----- MATERIAL FOR THE TASK

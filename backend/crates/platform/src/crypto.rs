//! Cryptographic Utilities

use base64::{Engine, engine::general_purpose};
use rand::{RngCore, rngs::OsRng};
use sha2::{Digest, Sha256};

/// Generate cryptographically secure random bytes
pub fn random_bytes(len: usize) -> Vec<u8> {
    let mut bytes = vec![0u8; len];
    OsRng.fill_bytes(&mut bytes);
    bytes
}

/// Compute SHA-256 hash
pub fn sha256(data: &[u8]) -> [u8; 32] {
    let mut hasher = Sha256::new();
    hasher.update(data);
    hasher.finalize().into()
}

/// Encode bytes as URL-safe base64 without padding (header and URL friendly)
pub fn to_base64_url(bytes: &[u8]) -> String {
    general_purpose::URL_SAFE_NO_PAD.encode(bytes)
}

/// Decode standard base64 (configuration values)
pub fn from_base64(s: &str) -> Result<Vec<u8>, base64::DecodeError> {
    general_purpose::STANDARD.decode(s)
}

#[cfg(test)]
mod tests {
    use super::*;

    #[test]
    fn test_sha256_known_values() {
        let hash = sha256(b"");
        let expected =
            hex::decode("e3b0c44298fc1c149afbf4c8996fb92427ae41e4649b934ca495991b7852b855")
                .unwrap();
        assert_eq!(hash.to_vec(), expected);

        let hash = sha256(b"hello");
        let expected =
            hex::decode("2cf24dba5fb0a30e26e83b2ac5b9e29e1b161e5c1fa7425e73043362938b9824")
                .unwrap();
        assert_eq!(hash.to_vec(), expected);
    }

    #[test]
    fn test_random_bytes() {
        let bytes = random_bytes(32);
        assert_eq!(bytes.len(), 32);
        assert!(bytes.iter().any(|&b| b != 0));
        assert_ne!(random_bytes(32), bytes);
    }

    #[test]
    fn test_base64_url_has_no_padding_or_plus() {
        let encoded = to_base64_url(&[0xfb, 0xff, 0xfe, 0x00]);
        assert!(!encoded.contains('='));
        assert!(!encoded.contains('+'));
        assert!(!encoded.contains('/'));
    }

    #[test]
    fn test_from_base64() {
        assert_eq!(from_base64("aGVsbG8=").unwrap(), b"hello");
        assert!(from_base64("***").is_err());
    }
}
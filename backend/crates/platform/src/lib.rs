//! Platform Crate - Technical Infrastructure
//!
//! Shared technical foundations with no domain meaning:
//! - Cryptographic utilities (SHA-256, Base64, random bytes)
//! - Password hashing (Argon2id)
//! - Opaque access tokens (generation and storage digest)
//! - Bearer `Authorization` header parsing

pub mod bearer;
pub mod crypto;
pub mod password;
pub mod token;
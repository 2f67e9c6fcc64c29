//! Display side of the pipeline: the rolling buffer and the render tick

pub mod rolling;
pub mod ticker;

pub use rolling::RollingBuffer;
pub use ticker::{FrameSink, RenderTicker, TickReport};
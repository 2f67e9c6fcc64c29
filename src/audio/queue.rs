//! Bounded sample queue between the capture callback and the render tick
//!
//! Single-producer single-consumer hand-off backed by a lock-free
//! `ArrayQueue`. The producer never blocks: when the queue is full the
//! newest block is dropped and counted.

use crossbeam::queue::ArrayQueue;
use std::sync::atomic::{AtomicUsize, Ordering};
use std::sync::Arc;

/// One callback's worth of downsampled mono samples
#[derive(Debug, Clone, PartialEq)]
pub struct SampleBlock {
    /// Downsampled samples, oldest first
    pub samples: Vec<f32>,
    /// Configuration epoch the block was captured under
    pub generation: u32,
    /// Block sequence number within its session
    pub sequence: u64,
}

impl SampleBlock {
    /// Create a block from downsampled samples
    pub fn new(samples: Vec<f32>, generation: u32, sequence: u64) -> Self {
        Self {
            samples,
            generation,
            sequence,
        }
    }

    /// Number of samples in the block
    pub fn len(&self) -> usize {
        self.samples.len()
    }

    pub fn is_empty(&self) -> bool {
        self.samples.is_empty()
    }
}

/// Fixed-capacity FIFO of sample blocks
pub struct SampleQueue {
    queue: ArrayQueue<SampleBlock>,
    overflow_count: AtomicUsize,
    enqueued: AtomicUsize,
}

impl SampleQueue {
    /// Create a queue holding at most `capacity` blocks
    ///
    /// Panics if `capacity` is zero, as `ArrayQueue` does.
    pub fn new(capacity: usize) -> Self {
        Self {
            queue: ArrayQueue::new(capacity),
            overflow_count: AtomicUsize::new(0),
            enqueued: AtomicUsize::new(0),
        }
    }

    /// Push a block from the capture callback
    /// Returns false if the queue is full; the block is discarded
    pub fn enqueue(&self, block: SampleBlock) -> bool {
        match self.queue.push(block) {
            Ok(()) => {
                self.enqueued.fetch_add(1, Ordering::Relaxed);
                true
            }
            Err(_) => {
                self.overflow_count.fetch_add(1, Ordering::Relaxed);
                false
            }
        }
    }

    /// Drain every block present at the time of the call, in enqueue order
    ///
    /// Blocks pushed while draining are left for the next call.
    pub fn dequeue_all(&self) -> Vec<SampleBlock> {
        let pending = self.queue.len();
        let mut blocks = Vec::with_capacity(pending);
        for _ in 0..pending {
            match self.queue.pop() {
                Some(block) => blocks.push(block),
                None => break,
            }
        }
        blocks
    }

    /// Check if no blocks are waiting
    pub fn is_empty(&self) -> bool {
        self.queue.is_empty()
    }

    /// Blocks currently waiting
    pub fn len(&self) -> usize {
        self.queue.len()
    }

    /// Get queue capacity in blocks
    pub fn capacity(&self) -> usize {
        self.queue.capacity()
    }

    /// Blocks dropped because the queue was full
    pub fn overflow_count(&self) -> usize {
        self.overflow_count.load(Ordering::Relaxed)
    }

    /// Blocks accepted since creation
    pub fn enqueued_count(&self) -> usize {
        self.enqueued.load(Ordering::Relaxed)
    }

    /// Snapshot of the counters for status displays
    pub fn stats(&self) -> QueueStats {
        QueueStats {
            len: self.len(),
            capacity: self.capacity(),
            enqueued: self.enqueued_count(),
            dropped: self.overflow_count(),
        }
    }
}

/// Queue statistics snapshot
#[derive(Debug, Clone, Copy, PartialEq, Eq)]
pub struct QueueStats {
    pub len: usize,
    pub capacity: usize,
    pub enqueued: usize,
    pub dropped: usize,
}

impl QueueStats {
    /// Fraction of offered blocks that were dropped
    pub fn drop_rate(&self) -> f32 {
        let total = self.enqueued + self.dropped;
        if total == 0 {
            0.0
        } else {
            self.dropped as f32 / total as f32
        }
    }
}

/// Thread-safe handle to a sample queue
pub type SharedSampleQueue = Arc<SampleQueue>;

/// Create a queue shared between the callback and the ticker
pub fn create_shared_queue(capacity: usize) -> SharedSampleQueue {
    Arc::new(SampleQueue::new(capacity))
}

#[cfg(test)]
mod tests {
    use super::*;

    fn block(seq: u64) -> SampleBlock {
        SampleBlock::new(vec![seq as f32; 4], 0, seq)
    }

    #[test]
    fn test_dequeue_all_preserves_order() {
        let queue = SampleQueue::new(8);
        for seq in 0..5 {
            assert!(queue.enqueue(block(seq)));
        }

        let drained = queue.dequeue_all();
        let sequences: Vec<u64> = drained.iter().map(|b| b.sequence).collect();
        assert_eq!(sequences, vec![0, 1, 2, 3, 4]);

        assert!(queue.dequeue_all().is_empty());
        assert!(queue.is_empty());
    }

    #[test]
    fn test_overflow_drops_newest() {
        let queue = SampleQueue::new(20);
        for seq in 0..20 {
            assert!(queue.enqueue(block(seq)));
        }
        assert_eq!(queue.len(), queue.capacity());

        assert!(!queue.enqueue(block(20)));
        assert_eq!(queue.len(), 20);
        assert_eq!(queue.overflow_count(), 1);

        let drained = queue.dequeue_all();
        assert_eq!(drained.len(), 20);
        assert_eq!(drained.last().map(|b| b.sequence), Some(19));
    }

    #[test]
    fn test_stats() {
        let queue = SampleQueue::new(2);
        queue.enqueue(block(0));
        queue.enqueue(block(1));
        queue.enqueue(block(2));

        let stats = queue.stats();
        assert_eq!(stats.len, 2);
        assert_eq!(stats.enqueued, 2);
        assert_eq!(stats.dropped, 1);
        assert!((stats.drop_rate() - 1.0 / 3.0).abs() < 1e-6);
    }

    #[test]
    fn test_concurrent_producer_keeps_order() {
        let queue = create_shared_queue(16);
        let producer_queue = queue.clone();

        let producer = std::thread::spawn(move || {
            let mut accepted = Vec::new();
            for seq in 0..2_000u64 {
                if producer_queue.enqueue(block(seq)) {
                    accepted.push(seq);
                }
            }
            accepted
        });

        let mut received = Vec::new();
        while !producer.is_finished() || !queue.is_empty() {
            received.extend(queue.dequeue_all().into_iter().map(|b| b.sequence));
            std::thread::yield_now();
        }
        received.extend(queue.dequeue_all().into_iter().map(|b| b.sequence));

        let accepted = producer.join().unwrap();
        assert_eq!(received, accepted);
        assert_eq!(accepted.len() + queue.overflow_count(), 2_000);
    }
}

----------
----- MATERIAL FOR THE TASK

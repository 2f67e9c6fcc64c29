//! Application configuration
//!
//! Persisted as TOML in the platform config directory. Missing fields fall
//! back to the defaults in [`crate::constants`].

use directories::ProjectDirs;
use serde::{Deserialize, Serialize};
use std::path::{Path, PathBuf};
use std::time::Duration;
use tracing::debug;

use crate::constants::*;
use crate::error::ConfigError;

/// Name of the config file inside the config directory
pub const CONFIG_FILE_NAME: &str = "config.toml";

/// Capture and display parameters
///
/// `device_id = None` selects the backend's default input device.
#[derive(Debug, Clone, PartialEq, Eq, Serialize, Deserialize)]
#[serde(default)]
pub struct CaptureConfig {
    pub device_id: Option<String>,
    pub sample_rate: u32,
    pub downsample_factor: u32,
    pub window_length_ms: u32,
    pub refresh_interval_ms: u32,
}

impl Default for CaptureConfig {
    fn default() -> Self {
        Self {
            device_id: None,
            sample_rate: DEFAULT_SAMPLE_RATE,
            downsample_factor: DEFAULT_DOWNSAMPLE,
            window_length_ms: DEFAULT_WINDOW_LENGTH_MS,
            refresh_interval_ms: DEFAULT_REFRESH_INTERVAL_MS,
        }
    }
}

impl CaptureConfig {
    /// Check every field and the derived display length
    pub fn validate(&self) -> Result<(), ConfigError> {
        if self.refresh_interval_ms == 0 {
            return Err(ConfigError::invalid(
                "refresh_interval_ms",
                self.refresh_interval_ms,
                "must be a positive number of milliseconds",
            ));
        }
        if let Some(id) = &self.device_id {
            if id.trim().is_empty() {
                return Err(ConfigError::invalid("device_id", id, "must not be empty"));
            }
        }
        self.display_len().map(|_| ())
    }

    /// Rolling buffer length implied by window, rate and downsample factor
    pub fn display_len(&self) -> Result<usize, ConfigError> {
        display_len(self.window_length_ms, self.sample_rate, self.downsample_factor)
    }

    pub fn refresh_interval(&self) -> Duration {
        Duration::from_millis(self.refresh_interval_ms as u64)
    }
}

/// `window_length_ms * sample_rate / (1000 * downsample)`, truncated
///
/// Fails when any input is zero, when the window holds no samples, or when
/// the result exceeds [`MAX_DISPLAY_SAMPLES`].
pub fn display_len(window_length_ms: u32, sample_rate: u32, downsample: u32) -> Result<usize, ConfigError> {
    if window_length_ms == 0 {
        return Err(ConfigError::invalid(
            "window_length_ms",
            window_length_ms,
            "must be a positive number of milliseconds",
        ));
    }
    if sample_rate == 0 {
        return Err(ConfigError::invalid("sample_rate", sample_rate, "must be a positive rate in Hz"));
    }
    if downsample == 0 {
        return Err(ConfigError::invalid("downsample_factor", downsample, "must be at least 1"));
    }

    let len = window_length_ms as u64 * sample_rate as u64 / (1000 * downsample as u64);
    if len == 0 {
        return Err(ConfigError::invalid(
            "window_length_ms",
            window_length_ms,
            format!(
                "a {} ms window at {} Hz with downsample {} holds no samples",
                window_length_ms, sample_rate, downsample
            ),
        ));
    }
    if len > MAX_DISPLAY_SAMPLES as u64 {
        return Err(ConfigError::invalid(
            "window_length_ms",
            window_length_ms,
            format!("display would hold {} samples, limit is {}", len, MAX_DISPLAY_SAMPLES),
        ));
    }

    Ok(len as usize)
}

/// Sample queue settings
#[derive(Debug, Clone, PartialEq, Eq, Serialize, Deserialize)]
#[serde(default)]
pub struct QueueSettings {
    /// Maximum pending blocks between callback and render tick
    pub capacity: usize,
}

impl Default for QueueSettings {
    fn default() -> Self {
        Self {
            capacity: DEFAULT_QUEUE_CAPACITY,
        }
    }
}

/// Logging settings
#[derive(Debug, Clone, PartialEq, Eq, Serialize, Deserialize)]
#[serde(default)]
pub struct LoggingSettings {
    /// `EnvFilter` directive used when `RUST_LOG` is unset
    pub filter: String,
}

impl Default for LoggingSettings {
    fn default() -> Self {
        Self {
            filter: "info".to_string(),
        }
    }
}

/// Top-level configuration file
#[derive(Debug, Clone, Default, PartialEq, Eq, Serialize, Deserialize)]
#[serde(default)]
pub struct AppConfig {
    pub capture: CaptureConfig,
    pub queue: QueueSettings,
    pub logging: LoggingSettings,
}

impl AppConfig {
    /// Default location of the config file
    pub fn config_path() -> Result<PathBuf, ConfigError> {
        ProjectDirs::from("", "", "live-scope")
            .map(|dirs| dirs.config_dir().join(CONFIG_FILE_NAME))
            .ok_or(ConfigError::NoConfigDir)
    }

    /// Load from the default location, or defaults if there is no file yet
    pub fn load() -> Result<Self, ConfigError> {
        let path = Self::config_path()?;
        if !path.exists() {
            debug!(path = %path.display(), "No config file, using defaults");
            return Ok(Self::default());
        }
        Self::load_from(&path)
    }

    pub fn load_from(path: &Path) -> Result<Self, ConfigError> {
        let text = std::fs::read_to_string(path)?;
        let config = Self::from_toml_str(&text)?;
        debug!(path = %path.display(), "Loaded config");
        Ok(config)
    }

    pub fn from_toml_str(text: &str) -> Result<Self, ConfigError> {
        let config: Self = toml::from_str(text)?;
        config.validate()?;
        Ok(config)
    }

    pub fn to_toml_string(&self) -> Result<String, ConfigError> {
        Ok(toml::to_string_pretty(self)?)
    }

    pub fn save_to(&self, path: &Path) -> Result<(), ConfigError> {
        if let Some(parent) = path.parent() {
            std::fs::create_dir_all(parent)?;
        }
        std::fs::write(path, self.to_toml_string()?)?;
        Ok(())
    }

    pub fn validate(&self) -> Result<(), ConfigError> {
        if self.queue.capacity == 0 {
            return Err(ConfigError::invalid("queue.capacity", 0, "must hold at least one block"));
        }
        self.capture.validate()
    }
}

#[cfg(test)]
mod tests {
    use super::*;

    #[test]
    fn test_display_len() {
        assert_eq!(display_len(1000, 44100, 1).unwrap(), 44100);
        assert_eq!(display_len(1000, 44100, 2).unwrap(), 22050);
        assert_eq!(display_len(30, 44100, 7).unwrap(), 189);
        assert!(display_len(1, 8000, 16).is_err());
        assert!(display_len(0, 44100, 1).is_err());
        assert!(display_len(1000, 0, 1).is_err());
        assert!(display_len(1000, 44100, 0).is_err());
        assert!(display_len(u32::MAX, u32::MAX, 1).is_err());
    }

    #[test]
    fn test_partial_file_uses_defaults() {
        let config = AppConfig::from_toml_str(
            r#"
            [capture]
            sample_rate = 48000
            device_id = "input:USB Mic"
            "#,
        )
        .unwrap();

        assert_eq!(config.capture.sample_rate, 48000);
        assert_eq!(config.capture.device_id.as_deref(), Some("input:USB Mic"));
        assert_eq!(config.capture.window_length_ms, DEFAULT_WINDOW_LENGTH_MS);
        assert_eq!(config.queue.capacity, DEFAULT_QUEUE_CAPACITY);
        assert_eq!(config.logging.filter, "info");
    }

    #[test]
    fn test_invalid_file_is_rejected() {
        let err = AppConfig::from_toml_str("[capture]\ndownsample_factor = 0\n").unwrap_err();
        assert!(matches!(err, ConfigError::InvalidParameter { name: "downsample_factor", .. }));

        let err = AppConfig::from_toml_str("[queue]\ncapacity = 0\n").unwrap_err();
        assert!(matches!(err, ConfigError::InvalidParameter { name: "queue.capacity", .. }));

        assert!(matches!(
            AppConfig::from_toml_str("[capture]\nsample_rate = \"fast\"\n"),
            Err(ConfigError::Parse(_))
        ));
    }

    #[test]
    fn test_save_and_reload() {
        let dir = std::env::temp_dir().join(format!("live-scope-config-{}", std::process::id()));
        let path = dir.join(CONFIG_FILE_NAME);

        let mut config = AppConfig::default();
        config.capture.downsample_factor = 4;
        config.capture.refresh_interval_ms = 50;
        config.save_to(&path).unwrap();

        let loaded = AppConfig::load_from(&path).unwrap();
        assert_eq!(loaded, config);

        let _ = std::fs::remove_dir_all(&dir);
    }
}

----------

→ **TASK TO CARRY OUT**: Review the preceding data and report every line that includes the string "extend".

→ **RESPONSE FOR THIS EXERCISE**:
            received.extend(queue.dequeue_all().into_iter().map(|b| b.sequence));
        received.extend(queue.dequeue_all().into_iter().map(|b| b.sequence));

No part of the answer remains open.